Mass Covid Swab Ahead of School Openings

View of a first grade classroom in Tzefas, the day before school starts, Tuesday. (David Cohen/Flash90)

Israel is conducting a nationwide COVID testing of schoolchildren under age 12, the day before school is scheduled to start on Wednesday.

In a last-minute push to prepare for in-classroom studies as the Delta variant surges, parents have been asked to test their kids at home. Kits were picked up from school are equipped with a module that shows results.

Children who are deemed COVID-free, must arrive for class with their declaration, while those who test positive are to enter quarantine right away.

Children with positive test results are supposed to register for a lab-processed PCR test to confirm the diagnosis. PCR tests are deemed more accurate, and in some very rare cases a home test kit may throw out a false positive.

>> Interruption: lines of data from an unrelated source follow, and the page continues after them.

//! Automatic operator: sends the nearest free vehicle to every new alarm.
//!
//! Water alarms prefer aerial units when one is free.

use responder_core::commands::DispatchCommand;
use responder_core::enums::{TerrainConstraint, VehicleCategory};
use responder_core::state::{AlarmView, SimSnapshot, VehicleView};
use responder_core::types::VehicleId;

#[derive(Debug, Clone, Copy, Default)]
pub struct AutoDispatcher;

impl AutoDispatcher {
    pub fn new() -> Self {
        Self
    }

    /// Commands for every alarm that has nobody assigned yet. A vehicle is
    /// used at most once per call.
    pub fn plan(&self, snapshot: &SimSnapshot) -> Vec<DispatchCommand> {
        let mut taken: Vec<VehicleId> = Vec::new();
        let mut commands = Vec::new();

        for alarm in snapshot.alarms.iter().filter(|a| a.dispatched_count == 0) {
            let free: Vec<&VehicleView> = snapshot
                .vehicles
                .iter()
                .filter(|v| v.status.is_dispatchable() && !taken.contains(&v.id))
                .collect();
            let Some(vehicle) = choose(alarm, &free) else {
                tracing::debug!(alarm = %alarm.id, "no free vehicle for alarm");
                continue;
            };
            taken.push(vehicle);
            commands.push(DispatchCommand::Dispatch {
                alarm: alarm.id,
                vehicles: vec![vehicle],
            });
        }
        commands
    }
}

fn choose(alarm: &AlarmView, free: &[&VehicleView]) -> Option<VehicleId> {
    if alarm.constraint == TerrainConstraint::WaterOnly {
        let aerial: Vec<&VehicleView> = free
            .iter()
            .copied()
            .filter(|v| v.category == VehicleCategory::Aerial)
            .collect();
        if let Some(id) = nearest(alarm, &aerial) {
            return Some(id);
        }
    }
    nearest(alarm, free)
}

fn nearest(alarm: &AlarmView, candidates: &[&VehicleView]) -> Option<VehicleId> {
    candidates
        .iter()
        .min_by(|a, b| {
            let da = a.position.distance_km(&alarm.position);
            let db = b.position.distance_km(&alarm.position);
            da.total_cmp(&db).then(a.id.cmp(&b.id))
        })
        .map(|v| v.id)
}

#[cfg(test)]
mod tests {
    use super::*;

    use responder_core::enums::VehicleStatus;
    use responder_core::types::{AlarmId, GeoPoint, StationId};

    fn vehicle(id: u32, lat: f64, category: VehicleCategory, status: VehicleStatus) -> VehicleView {
        VehicleView {
            id: VehicleId(id),
            name: format!("V-{id}"),
            kind: "test".into(),
            category,
            home: StationId(1),
            status,
            position: GeoPoint::new(lat, 10.0),
            current_alarm: None,
            last_dispatched_alarm: None,
            has_task: false,
        }
    }

    fn alarm(id: u64, lat: f64, constraint: TerrainConstraint, dispatched: u32) -> AlarmView {
        AlarmView {
            id: AlarmId(id),
            kind: "test".into(),
            constraint,
            position: GeoPoint::new(lat, 10.0),
            dispatched_count: dispatched,
            resolved_count: 0,
            age_secs: 0.0,
        }
    }

    #[test]
    fn test_nearest_free_vehicle_is_sent() {
        let snapshot = SimSnapshot {
            vehicles: vec![
                vehicle(1, 56.0, VehicleCategory::Ground, VehicleStatus::Standby),
                vehicle(2, 56.5, VehicleCategory::Ground, VehicleStatus::Standby),
                vehicle(3, 56.49, VehicleCategory::Ground, VehicleStatus::EnRoute),
            ],
            alarms: vec![
                alarm(1, 56.5, TerrainConstraint::LandOnly, 0),
                alarm(2, 56.5, TerrainConstraint::LandOnly, 0),
                alarm(3, 56.5, TerrainConstraint::LandOnly, 1),
            ],
            ..Default::default()
        };
        let commands = AutoDispatcher::new().plan(&snapshot);
        assert_eq!(commands.len(), 2, "Alarm 3 is already covered");
        assert!(matches!(
            &commands[0],
            DispatchCommand::Dispatch { alarm, vehicles } if *alarm == AlarmId(1) && vehicles == &vec![VehicleId(2)]
        ));
        assert!(matches!(
            &commands[1],
            DispatchCommand::Dispatch { vehicles, .. } if vehicles == &vec![VehicleId(1)]
        ));
    }

    #[test]
    fn test_water_alarm_prefers_aerial() {
        let snapshot = SimSnapshot {
            vehicles: vec![
                vehicle(1, 56.5, VehicleCategory::Ground, VehicleStatus::Standby),
                vehicle(2, 55.0, VehicleCategory::Aerial, VehicleStatus::Patrolling),
            ],
            alarms: vec![alarm(1, 56.5, TerrainConstraint::WaterOnly, 0)],
            ..Default::default()
        };
        let commands = AutoDispatcher::new().plan(&snapshot);
        assert!(matches!(
            &commands[0],
            DispatchCommand::Dispatch { vehicles, .. } if vehicles == &vec![VehicleId(2)]
        ));
    }

    #[test]
    fn test_no_free_vehicle_no_command() {
        let snapshot = SimSnapshot {
            vehicles: vec![vehicle(1, 56.0, VehicleCategory::Ground, VehicleStatus::AtIncident)],
            alarms: vec![alarm(1, 56.5, TerrainConstraint::LandOnly, 0)],
            ..Default::default()
        };
        assert!(AutoDispatcher::new().plan(&snapshot).is_empty());
    }
}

“This program has great potential to reduce the extent of infection arriving in classrooms,” Prof. Miri Yemini, an expert in health and the education system, told The Times of Israel. “The idea is to identify undercover or asymptomatic COVID by getting all children of all ages tested, and getting parents to sign a document saying that the result was negative.”

“The concept relies on social obligation and solidarity, not law, and in a sense the success of the new year will be determined based on whether parents comply and perform home tests,” Yemini added.

The testing is part of an overall plan which includes masks and social distancing to reopen the schools as safely as possible, though officials foresee an uptick of infections after classes begin.

Coronavirus commissioner Salman Zarka told ToI earlier this month: “I can promise you that we will have more cases when school opens. When people gather again and again, this is how the virus passes from one to another.”

Teachers are now required to have Green Passes, which means they must be vaccinated or have recovered from the virus; or they can produce a negative result from a test performed in the last 72 hours, at their expense.

Teachers unions have strenuously objected to this, threatening legal action unless it is applied to all public sector employees equally.